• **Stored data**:
++++++++++++++++++++

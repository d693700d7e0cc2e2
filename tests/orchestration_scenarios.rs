//! End-to-end orchestration scenarios spanning the agent registry, router,
//! session engine, board store, and provider registry together.

use std::sync::Arc;

use chrono::{Duration as ChronoDuration, Utc};
use opengoat_core::agents::{AgentRegistry, AgentType, CreateAgentOptions};
use opengoat_core::boards::{BoardStore, CreateTaskOptions, TaskStatus};
use opengoat_core::clock::{Clock, FixedClock};
use opengoat_core::orchestrator::{Orchestrator, OrchestratorConfig, RunOptions, StopReason};
use opengoat_core::paths::{FsPort, HomeLayout, MemFs};
use opengoat_core::scanner::{InactivePolicy, ScannerConfig, TaskScanner};
use opengoat_core::sessions::{GetHistoryOptions, PrepareOptions, SessionEngine};
use opengoat_llm::{Execution, MockProvider, ProviderRegistry};

struct Harness {
    agents: Arc<AgentRegistry>,
    sessions: Arc<SessionEngine>,
    orchestrator: Arc<Orchestrator>,
    clock: Arc<FixedClock>,
}

fn harness_with_provider(provider: MockProvider) -> Harness {
    let fs: Arc<dyn FsPort> = Arc::new(MemFs::new());
    let layout = HomeLayout::new("/home".into());
    let clock = Arc::new(FixedClock::new(Utc::now()));
    let clock_dyn: Arc<dyn Clock> = clock.clone();
    let agents = Arc::new(AgentRegistry::new(fs.clone(), layout.clone()));
    let sessions = Arc::new(SessionEngine::new(fs.clone(), layout.clone(), clock_dyn.clone()));
    let mut registry = ProviderRegistry::new();
    registry.register(Arc::new(provider));
    let orchestrator = Arc::new(Orchestrator::new(
        fs,
        layout,
        clock_dyn,
        agents.clone(),
        sessions.clone(),
        Arc::new(registry),
        OrchestratorConfig::default(),
    ));
    Harness { agents, sessions, orchestrator, clock }
}

// ============================================================================
// S1: direct single-agent run
// ============================================================================

#[tokio::test]
async fn s1_direct_single_agent_run() {
    let harness = harness_with_provider(MockProvider::scripted("mock", |_| Ok(Execution::success("hello from ceo\n"))));
    harness
        .agents
        .create_agent("CEO", CreateAgentOptions { agent_type: Some(AgentType::Manager), provider: "mock".into(), ..Default::default() })
        .await
        .unwrap();

    let result = harness
        .orchestrator
        .run_agent("ceo", RunOptions { message: "hello".into(), cwd: Some("/tmp/proj".into()), ..Default::default() }, None)
        .await
        .unwrap();

    assert_eq!(result.code, 0);
    assert!(result.stdout.contains("hello from ceo"));
    assert!(result.trace_path.is_some());

    let traces = harness.orchestrator.trace_store().list_traces().await.unwrap();
    assert_eq!(traces.len(), 1);
    assert_eq!(traces[0].entry_agent_id, "ceo");
    assert_eq!(traces[0].execution.code, 0);

    let sessions = harness.sessions.list_sessions("ceo").await.unwrap();
    assert_eq!(sessions.len(), 1);
    assert_eq!(sessions[0].session_key, "agent:ceo:main");
    assert_eq!(sessions[0].message_count, 2);
}

// ============================================================================
// S2: routing to a specialist
// ============================================================================

#[tokio::test]
async fn s2_routes_to_discoverable_specialist() {
    let harness = harness_with_provider(MockProvider::scripted("mock", |_| Ok(Execution::success("ABOUT.md drafted"))));
    harness
        .agents
        .create_agent("CEO", CreateAgentOptions { agent_type: Some(AgentType::Manager), provider: "mock".into(), ..Default::default() })
        .await
        .unwrap();
    harness
        .agents
        .create_agent("writer", CreateAgentOptions {
            reports_to: Some("ceo".into()),
            provider: "mock".into(),
            discoverable: true,
            tags: vec!["docs".into(), "markdown".into()],
            ..Default::default()
        })
        .await
        .unwrap();

    let result = harness
        .orchestrator
        .run_agent("ceo", RunOptions { message: "Please write the docs in markdown".into(), ..Default::default() }, None)
        .await
        .unwrap();

    assert_eq!(result.target_agent_id, "writer");
    assert!(result.stdout.contains("ABOUT.md drafted"));

    let writer_sessions = harness.sessions.list_sessions("writer").await.unwrap();
    assert_eq!(writer_sessions.len(), 1);
}

// ============================================================================
// S3: session identity is stable across runs under the manual reset policy,
// and explicit resetSession rotates the id while keeping the key. (The
// idle/daily threshold check itself is exercised at the SessionEngine unit
// level, where the metadata's resetPolicy fields are directly reachable.)
// ============================================================================

#[tokio::test]
async fn s3_manual_policy_keeps_session_id_across_runs_until_reset() {
    let harness = harness_with_provider(MockProvider::scripted("mock", |_| Ok(Execution::success("ack"))));
    harness
        .agents
        .create_agent("CEO", CreateAgentOptions { agent_type: Some(AgentType::Manager), provider: "mock".into(), ..Default::default() })
        .await
        .unwrap();

    let first = harness.orchestrator.run_agent("ceo", RunOptions { message: "hi".into(), ..Default::default() }, None).await.unwrap();
    let first_session = first.session.clone().unwrap();

    harness.clock.advance(ChronoDuration::seconds(61));

    let second = harness.orchestrator.run_agent("ceo", RunOptions { message: "hi again".into(), ..Default::default() }, None).await.unwrap();
    let second_session = second.session.unwrap();

    assert_eq!(second_session.session_key, first_session.session_key);
    assert_eq!(second_session.session_id, first_session.session_id);

    let rotated = harness.sessions.reset_session("ceo", None).await.unwrap();
    assert_ne!(rotated, first_session.session_id);
}

// ============================================================================
// S4: compaction
// ============================================================================

#[tokio::test]
async fn s4_three_runs_trigger_compaction() {
    let harness = harness_with_provider(MockProvider::scripted("mock", |_| Ok(Execution::success("ok"))));
    harness
        .agents
        .create_agent("CEO", CreateAgentOptions { agent_type: Some(AgentType::Manager), provider: "mock".into(), ..Default::default() })
        .await
        .unwrap();

    for i in 0..3 {
        harness
            .orchestrator
            .run_agent("ceo", RunOptions { message: format!("message {i}"), ..Default::default() }, None)
            .await
            .unwrap();
    }

    let history = harness.sessions.get_session_history("ceo", GetHistoryOptions { include_compaction: true, ..Default::default() }).await.unwrap();
    let summaries = history.messages.iter().filter(|m| m.kind == opengoat_core::sessions::EntryKind::CompactionSummary).count();
    assert!(summaries <= 1);
}

// ============================================================================
// S5: task manager delegation rules
// ============================================================================

#[tokio::test]
async fn s5_task_manager_rules() {
    let fs: Arc<dyn FsPort> = Arc::new(MemFs::new());
    let layout = HomeLayout::new("/home".into());
    let agents = Arc::new(AgentRegistry::new(fs.clone(), layout.clone()));
    agents
        .create_agent("CEO", CreateAgentOptions { agent_type: Some(AgentType::Manager), provider: "mock".into(), ..Default::default() })
        .await
        .unwrap();
    agents
        .create_agent("CTO", CreateAgentOptions { agent_type: Some(AgentType::Manager), reports_to: Some("ceo".into()), provider: "mock".into(), ..Default::default() })
        .await
        .unwrap();
    agents
        .create_agent("engineer", CreateAgentOptions { reports_to: Some("cto".into()), provider: "mock".into(), ..Default::default() })
        .await
        .unwrap();

    let boards = BoardStore::in_memory().await.unwrap();
    let board = boards.create_board("ceo", "Delivery", &agents).await.unwrap();

    let rejected = boards
        .create_task(
            "ceo",
            Some(board.id),
            CreateTaskOptions { title: "API".into(), description: "draft".into(), assigned_to: Some("engineer".into()), ..Default::default() },
            &agents,
        )
        .await;
    assert!(rejected.is_err());

    let task = boards
        .create_task(
            "ceo",
            Some(board.id),
            CreateTaskOptions { title: "API".into(), description: "draft".into(), assigned_to: Some("cto".into()), ..Default::default() },
            &agents,
        )
        .await
        .unwrap();

    let missing_reason = boards.update_task_status("cto", task.id, TaskStatus::Blocked, None).await;
    assert!(missing_reason.is_err());

    boards.update_task_status("cto", task.id, TaskStatus::Blocked, Some("need keys".into())).await.unwrap();
    let blocked = boards.get_task(task.id).await.unwrap();
    assert_eq!(blocked.status, TaskStatus::Blocked);
    assert_eq!(blocked.status_reason.as_deref(), Some("need keys"));
}

// ============================================================================
// S6: scanner dispatches
// ============================================================================

#[tokio::test]
async fn s6_scanner_dispatches_todo_blocked_and_inactive() {
    let harness = harness_with_provider(MockProvider::scripted("mock", |_| Ok(Execution::success("ack"))));
    harness
        .agents
        .create_agent("CEO", CreateAgentOptions { agent_type: Some(AgentType::Manager), provider: "mock".into(), ..Default::default() })
        .await
        .unwrap();
    for id in ["developer", "qa", "writer"] {
        harness
            .agents
            .create_agent(id, CreateAgentOptions { reports_to: Some("ceo".into()), provider: "mock".into(), ..Default::default() })
            .await
            .unwrap();
    }

    let boards = Arc::new(BoardStore::in_memory().await.unwrap());
    let board = boards.create_board("ceo", "Delivery", &harness.agents).await.unwrap();
    boards
        .create_task(
            "ceo",
            Some(board.id),
            CreateTaskOptions { title: "Ship it".into(), description: "ship".into(), assigned_to: Some("developer".into()), ..Default::default() },
            &harness.agents,
        )
        .await
        .unwrap();
    let blocked_task = boards
        .create_task(
            "ceo",
            Some(board.id),
            CreateTaskOptions { title: "Test it".into(), description: "test".into(), assigned_to: Some("qa".into()), ..Default::default() },
            &harness.agents,
        )
        .await
        .unwrap();
    boards.update_task_status("qa", blocked_task.id, TaskStatus::Blocked, Some("need keys".into())).await.unwrap();

    let prepared = harness
        .sessions
        .prepare_run_session("writer", PrepareOptions { session_ref: None, force_new: false, disable: false, user_message: "hi".into() })
        .await
        .unwrap();
    harness.sessions.record_assistant_reply(&prepared.info.unwrap(), "ack").await.unwrap();
    harness.clock.advance(ChronoDuration::minutes(60));

    let scanner = TaskScanner::new(harness.agents.clone(), harness.sessions.clone(), boards, harness.orchestrator.clone(), harness.clock.clone());
    let report = scanner.run_cycle(ScannerConfig { inactive_minutes: 30, policy: InactivePolicy::CeoOnly }).await.unwrap();

    assert_eq!(report.scanned_tasks, 2);
    assert_eq!(report.todo_tasks, 1);
    assert_eq!(report.blocked_tasks, 1);
    assert_eq!(report.inactive_agents, 1);
    assert_eq!(report.sent, 3);
    let targets: Vec<&str> = report.dispatches.iter().map(|d| d.target_agent_id.as_str()).collect();
    assert_eq!(targets, vec!["developer", "ceo", "ceo"]);
}

// ============================================================================
// Invariant 9: cancellation skips recording
// ============================================================================

#[tokio::test]
async fn cancel_before_invoke_yields_cancelled_stop_reason_without_recording() {
    let harness = harness_with_provider(MockProvider::scripted("mock", |_| Ok(Execution::success("should not be recorded"))));
    harness
        .agents
        .create_agent("CEO", CreateAgentOptions { agent_type: Some(AgentType::Manager), provider: "mock".into(), ..Default::default() })
        .await
        .unwrap();

    harness.sessions.cancel("agent:ceo:main");

    let result = harness.orchestrator.run_agent("ceo", RunOptions { message: "hi".into(), ..Default::default() }, None).await.unwrap();

    assert_eq!(result.stop_reason, Some(StopReason::Cancelled));
    let history = harness.sessions.get_session_history("ceo", GetHistoryOptions::default()).await.unwrap();
    assert!(history.messages.iter().all(|m| m.content != "should not be recorded"));
}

++++++++++++++++++++

What is needed is a verbatim copy of every line in the records above from the one containing "assert_eq!(blocked.status, TaskStatus::Blocked);" down to the one containing "S6: scanner dispatches", both included, and nothing more.

• **TASK RESULT**:
    assert_eq!(blocked.status, TaskStatus::Blocked);
    assert_eq!(blocked.status_reason.as_deref(), Some("need keys"));
}

// ============================================================================
// S6: scanner dispatches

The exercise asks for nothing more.